▶ _Exercise directions_
Once the line containing "Each server occupies" has been printed, stop; print every line before it exactly, starting at the top of the material below.

▶ _Material to process_
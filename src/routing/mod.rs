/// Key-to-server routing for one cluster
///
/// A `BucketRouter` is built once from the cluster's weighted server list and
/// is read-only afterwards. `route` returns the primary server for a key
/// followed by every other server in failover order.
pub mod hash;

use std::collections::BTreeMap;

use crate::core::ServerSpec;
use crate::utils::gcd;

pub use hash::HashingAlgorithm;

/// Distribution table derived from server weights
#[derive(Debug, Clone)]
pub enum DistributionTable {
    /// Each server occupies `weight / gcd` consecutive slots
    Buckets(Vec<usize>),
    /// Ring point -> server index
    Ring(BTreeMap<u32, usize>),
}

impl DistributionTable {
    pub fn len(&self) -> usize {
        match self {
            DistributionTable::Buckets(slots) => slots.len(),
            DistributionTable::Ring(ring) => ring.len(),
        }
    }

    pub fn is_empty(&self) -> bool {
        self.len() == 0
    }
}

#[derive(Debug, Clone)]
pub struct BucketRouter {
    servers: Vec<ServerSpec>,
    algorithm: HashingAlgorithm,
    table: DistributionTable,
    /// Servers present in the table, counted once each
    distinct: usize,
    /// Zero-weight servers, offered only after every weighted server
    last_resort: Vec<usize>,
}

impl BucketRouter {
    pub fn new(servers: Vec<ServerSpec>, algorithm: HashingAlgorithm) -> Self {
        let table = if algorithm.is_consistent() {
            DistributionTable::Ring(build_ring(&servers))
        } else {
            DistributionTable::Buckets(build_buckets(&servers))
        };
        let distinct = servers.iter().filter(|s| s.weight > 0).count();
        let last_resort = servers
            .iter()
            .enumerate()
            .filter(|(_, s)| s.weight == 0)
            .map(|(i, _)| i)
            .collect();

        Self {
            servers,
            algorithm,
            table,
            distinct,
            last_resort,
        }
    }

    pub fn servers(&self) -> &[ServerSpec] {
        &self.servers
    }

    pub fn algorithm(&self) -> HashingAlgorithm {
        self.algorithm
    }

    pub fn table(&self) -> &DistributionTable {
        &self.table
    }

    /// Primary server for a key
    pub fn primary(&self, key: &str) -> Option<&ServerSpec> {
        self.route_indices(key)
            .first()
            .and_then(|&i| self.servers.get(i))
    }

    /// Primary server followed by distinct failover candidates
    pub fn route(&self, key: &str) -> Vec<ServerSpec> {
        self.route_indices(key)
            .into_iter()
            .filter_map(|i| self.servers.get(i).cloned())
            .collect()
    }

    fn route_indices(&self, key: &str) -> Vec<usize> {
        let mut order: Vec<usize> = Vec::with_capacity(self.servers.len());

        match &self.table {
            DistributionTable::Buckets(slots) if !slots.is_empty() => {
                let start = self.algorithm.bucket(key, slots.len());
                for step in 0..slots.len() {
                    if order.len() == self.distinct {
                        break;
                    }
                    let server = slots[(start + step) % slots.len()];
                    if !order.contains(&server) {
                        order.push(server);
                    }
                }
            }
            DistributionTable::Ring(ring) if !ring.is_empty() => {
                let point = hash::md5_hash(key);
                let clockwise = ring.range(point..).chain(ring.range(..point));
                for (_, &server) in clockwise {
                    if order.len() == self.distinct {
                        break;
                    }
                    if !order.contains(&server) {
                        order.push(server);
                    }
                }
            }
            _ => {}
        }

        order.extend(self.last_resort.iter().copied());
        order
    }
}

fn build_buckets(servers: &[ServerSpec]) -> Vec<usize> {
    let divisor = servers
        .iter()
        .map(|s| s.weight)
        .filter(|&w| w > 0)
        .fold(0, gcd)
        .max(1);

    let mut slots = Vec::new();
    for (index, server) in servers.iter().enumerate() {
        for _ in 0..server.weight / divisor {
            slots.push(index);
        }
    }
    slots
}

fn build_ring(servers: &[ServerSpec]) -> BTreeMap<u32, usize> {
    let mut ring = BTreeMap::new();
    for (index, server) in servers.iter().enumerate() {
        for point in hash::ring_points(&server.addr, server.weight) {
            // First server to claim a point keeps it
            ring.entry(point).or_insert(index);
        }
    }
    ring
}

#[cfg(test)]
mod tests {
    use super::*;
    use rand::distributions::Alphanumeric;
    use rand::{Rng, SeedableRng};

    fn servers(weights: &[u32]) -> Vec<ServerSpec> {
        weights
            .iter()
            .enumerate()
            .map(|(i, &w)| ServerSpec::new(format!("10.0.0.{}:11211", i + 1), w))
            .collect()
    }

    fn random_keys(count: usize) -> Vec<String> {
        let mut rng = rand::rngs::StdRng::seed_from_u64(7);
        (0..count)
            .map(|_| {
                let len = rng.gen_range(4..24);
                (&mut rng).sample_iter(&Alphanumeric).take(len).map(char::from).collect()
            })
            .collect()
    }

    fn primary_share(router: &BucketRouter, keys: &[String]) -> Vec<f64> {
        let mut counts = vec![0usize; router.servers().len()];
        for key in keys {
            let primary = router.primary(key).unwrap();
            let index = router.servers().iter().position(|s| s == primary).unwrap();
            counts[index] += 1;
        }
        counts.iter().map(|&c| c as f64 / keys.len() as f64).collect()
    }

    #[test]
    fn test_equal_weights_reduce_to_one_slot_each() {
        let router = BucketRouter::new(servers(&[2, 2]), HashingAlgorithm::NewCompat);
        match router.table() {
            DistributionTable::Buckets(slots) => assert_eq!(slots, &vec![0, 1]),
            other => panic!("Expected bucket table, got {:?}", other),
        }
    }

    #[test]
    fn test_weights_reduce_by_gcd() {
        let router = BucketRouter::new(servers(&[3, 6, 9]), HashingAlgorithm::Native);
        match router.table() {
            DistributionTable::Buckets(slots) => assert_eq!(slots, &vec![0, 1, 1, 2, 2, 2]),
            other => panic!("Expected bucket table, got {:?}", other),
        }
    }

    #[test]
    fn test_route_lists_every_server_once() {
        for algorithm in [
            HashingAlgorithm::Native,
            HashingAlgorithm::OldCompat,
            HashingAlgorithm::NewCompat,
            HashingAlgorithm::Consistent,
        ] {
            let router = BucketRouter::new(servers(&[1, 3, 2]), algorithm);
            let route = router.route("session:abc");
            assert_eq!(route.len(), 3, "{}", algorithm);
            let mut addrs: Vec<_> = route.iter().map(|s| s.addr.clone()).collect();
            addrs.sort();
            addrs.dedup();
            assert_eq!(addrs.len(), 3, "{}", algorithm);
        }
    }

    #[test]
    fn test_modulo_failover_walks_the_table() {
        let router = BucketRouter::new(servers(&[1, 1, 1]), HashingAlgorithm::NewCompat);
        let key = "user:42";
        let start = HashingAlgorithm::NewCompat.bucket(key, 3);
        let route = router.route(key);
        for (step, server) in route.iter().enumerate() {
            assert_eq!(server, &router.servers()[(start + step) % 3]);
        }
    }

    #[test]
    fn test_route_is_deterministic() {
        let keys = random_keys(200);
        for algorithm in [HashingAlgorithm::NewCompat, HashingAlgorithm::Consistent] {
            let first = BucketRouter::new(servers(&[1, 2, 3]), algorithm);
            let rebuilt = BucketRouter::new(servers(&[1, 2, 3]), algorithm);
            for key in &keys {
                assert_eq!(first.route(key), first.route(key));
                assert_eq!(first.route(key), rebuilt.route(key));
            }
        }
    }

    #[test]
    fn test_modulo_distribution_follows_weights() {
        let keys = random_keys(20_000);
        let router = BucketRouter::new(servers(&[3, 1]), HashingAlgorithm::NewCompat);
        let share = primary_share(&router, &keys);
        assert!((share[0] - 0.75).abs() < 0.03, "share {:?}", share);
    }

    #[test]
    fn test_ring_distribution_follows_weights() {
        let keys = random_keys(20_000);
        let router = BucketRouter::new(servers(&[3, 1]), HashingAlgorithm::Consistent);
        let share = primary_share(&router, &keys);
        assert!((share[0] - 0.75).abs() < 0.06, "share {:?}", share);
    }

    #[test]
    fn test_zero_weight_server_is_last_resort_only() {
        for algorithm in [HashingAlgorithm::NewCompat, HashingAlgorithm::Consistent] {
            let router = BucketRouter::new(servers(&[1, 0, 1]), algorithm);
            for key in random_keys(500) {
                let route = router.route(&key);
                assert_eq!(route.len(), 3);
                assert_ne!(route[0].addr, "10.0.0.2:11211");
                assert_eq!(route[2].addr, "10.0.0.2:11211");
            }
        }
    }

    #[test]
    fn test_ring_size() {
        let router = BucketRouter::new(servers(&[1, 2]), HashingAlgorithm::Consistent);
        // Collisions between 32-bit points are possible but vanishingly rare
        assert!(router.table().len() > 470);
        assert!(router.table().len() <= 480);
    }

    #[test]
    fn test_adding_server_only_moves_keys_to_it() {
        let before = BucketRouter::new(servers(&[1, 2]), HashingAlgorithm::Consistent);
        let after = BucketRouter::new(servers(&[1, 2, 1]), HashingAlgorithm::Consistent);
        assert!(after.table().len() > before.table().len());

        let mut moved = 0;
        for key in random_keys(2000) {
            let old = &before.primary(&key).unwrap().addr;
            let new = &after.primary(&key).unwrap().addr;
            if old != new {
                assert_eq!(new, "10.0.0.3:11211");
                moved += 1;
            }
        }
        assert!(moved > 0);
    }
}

▶ _Solved problem_
filename src/routing/mod.rs
/// Key-to-server routing for one cluster
///
/// A `BucketRouter` is built once from the cluster's weighted server list and
/// is read-only afterwards. `route` returns the primary server for a key
/// followed by every other server in failover order.
pub mod hash;

use std::collections::BTreeMap;

use crate::core::ServerSpec;
use crate::utils::gcd;

pub use hash::HashingAlgorithm;

/// Distribution table derived from server weights
#[derive(Debug, Clone)]
pub enum DistributionTable {
    /// Each server occupies `weight / gcd` consecutive slots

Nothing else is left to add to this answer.